The two Setaria species with retrorsely scabrous bristles are Setaria adhaerans (burr foxtail) and Setaria verticillata (hooked foxtail). Setaria adhaerans has the upper sheath margins glabrous, blades pubescent and spikelets mostly shorter than 2 mm. It is reported from an old herbarium record from Plaquemines Parish only. Setaria verticillata has the upper sheath margins pubescent, blades glabrous, and spikelets mostly longer than 2 mm. It is reported only from Morehouse and Plaquemines parishes.

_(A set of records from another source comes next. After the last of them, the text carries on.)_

use crate::credentials::CredentialDescriptor;
use crate::state::{CredentialState, CursorState};
use chrono::{DateTime, Utc};
use serde::{Deserialize, Serialize};
use std::collections::{BTreeMap, BTreeSet};
use std::fmt;

/// Lifecycle of a crawl against one target
#[derive(Debug, Clone, Copy, PartialEq, Eq, Hash, Serialize, Deserialize)]
#[serde(rename_all = "snake_case")]
pub enum CrawlStatus {
    InProgress,
    Completed,
    Stopped,
    Error,
}

impl CrawlStatus {
    /// Returns true for every status except `InProgress`
    pub fn is_terminal(&self) -> bool {
        !matches!(self, Self::InProgress)
    }

    pub fn to_db_string(&self) -> &'static str {
        match self {
            Self::InProgress => "in_progress",
            Self::Completed => "completed",
            Self::Stopped => "stopped",
            Self::Error => "error",
        }
    }

    pub fn from_db_string(s: &str) -> Option<Self> {
        match s {
            "in_progress" => Some(Self::InProgress),
            "completed" => Some(Self::Completed),
            "stopped" => Some(Self::Stopped),
            "error" => Some(Self::Error),
            _ => None,
        }
    }
}

impl fmt::Display for CrawlStatus {
    fn fmt(&self, f: &mut fmt::Formatter<'_>) -> fmt::Result {
        f.write_str(self.to_db_string())
    }
}

/// Why a crawl left `InProgress`
#[derive(Debug, Clone, Copy, PartialEq, Eq, Hash, Serialize, Deserialize)]
#[serde(rename_all = "snake_case")]
pub enum StopReason {
    /// Too many empty pages in a row
    ConsecutiveEmpty,

    /// Unique items stopped growing while fetching continued
    NoNewUniqueItems,

    /// Manual cursor increments kept returning only known items
    CursorStalled,

    /// Every credential was disabled
    AllCredentialsInactive,

    /// The configured item target was reached
    TargetReached,

    /// Stopped from outside the scheduler
    Cancelled,
}

impl StopReason {
    pub fn as_str(&self) -> &'static str {
        match self {
            Self::ConsecutiveEmpty => "consecutive_empty",
            Self::NoNewUniqueItems => "no_new_unique_items",
            Self::CursorStalled => "cursor_stalled",
            Self::AllCredentialsInactive => "all_credentials_inactive",
            Self::TargetReached => "target_reached",
            Self::Cancelled => "cancelled",
        }
    }

    /// Status a crawl ends in for this reason
    pub fn status(&self) -> CrawlStatus {
        match self {
            Self::TargetReached => CrawlStatus::Completed,
            Self::AllCredentialsInactive => CrawlStatus::Error,
            _ => CrawlStatus::Stopped,
        }
    }
}

impl fmt::Display for StopReason {
    fn fmt(&self, f: &mut fmt::Formatter<'_>) -> fmt::Result {
        f.write_str(self.as_str())
    }
}

/// The unit persisted to a state store
///
/// Aggregates every credential state, the cursor, the dedup set and the
/// counters for one target key.
#[derive(Debug, Clone, PartialEq, Serialize, Deserialize)]
pub struct ScheduleState {
    pub target_key: String,
    pub status: CrawlStatus,
    pub reason: Option<StopReason>,

    /// Credential states keyed by credential id
    pub credentials: BTreeMap<String, CredentialState>,

    pub cursor: CursorState,

    /// Ids of every item seen so far
    pub seen_keys: BTreeSet<String>,

    /// Items fetched, duplicates included
    pub total_fetched: u64,

    /// Distinct items persisted
    pub total_unique: u64,

    /// Pages abandoned after exhausting transient retries
    #[serde(default)]
    pub skipped_pages: u64,

    /// Empty pages received in a row
    #[serde(default)]
    pub consecutive_empty: u32,

    /// Hash of the configuration this state was produced with
    pub config_hash: Option<String>,

    pub created_at: DateTime<Utc>,
    pub updated_at: DateTime<Utc>,
}

impl ScheduleState {
    /// Creates a fresh state for the first run against a target
    pub fn new(target_key: impl Into<String>, descriptors: &[CredentialDescriptor]) -> Self {
        let now = Utc::now();
        Self {
            target_key: target_key.into(),
            status: CrawlStatus::InProgress,
            reason: None,
            credentials: descriptors
                .iter()
                .map(|d| (d.id.clone(), CredentialState::new(&d.id, d.fingerprint())))
                .collect(),
            cursor: CursorState::default(),
            seen_keys: BTreeSet::new(),
            total_fetched: 0,
            total_unique: 0,
            skipped_pages: 0,
            consecutive_empty: 0,
            config_hash: None,
            created_at: now,
            updated_at: now,
        }
    }

    /// Merges a loaded state with the current credential list
    ///
    /// States are kept for ids still listed and created for new ids; ids no
    /// longer listed are dropped. A changed token fingerprint is an external
    /// refresh and reactivates a disabled credential.
    pub fn merge_credentials(&mut self, descriptors: &[CredentialDescriptor]) {
        let mut merged = BTreeMap::new();

        for descriptor in descriptors {
            let fingerprint = descriptor.fingerprint();
            let state = match self.credentials.remove(&descriptor.id) {
                Some(mut state) => {
                    if state.fingerprint != fingerprint {
                        tracing::info!(
                            "Credential {} has a new token, reactivating",
                            descriptor.id
                        );
                        state.reactivate(fingerprint);
                    }
                    state
                }
                None => {
                    tracing::debug!("Credential {} is new in this run", descriptor.id);
                    CredentialState::new(&descriptor.id, fingerprint)
                }
            };
            merged.insert(descriptor.id.clone(), state);
        }

        for id in self.credentials.keys() {
            tracing::debug!("Dropping state of unlisted credential {}", id);
        }

        self.credentials = merged;
    }

    /// Reopens a stopped or failed crawl for another run
    pub fn reopen(&mut self) {
        self.status = CrawlStatus::InProgress;
        self.reason = None;
        self.consecutive_empty = 0;
        self.cursor.stalled_manual_pages = 0;
    }

    /// Moves the crawl into a terminal status
    pub fn finish(&mut self, reason: StopReason) {
        self.status = reason.status();
        self.reason = Some(reason);
    }
}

Setaria magna (giant foxtail) and Setaria italica (foxtail millet) both have smooth lemma and paleas and the spikelets fall but the glumes remain on the plant. Setaria magna is the largest (plant and inflorescence) of the native species and has spikelets that are 2 mm or shorter. It is often seen in the coastal marshes and is reported from 19 parishes (Allen, Cameron, Catahoula, East Baton Rouge, Iberia, Jefferson, Lafourche, Morehouse, Orleans, Ouachita, Plaquemines, St. Bernard, St. Charles, St. Helena, St. John the Baptist, St. Tammany, Tangipahoa, Terrebonne, and Vermilion). Setaria italica is native to Africa where is used for human food and is reported from three parishes (De Soto, East Baton Rouge, and St. Mary). It has spikelets longer than 2 mm.
The other three species of Setaria all have only 1-3 bristles below the spikelet and the sheath margins are ciliate. In Setaria corrugata (coastal foxtail), the lemma and palea are very rugose and the contracted panicle is erect. Both Setaria faberi (Japanese foxtail) and Setaria viridis (green foxtail) have a slightly rugose lemma and palea and the contracted panicle is usually drooping. Setaria faberi has pubescent blades and spikelets longer than 2.3 mm while Setaria viridis has scabrous only blades and spikelets 2.3 mm or shorter. No records for Setaria corrugata have been verified for Louisiana but it is in Mississippi and Texas. Setaria faberi s reported from 25 parishes: Acadia, Caddo, Calcasieu, Claiborne, De Soto, East Baton Rouge, East Carroll, Iberville, Lafayette, Livingston, Morehouse, Orleans, Ouachita, Rapides, Richland, Sabine, St. Charles, St. Helena, Tangipahoa, Tensas, Washington, West Baton Rouge, West Carroll, West Feliciana, and Winn. Setaria italica is reported from 12 parishes: Acadia, Allen, Caddo, Jefferson, Lafayette, Orleans, Ouachita, Rapides, Tangipahoa, West Baton Rouge, West Feliciana, and Winn.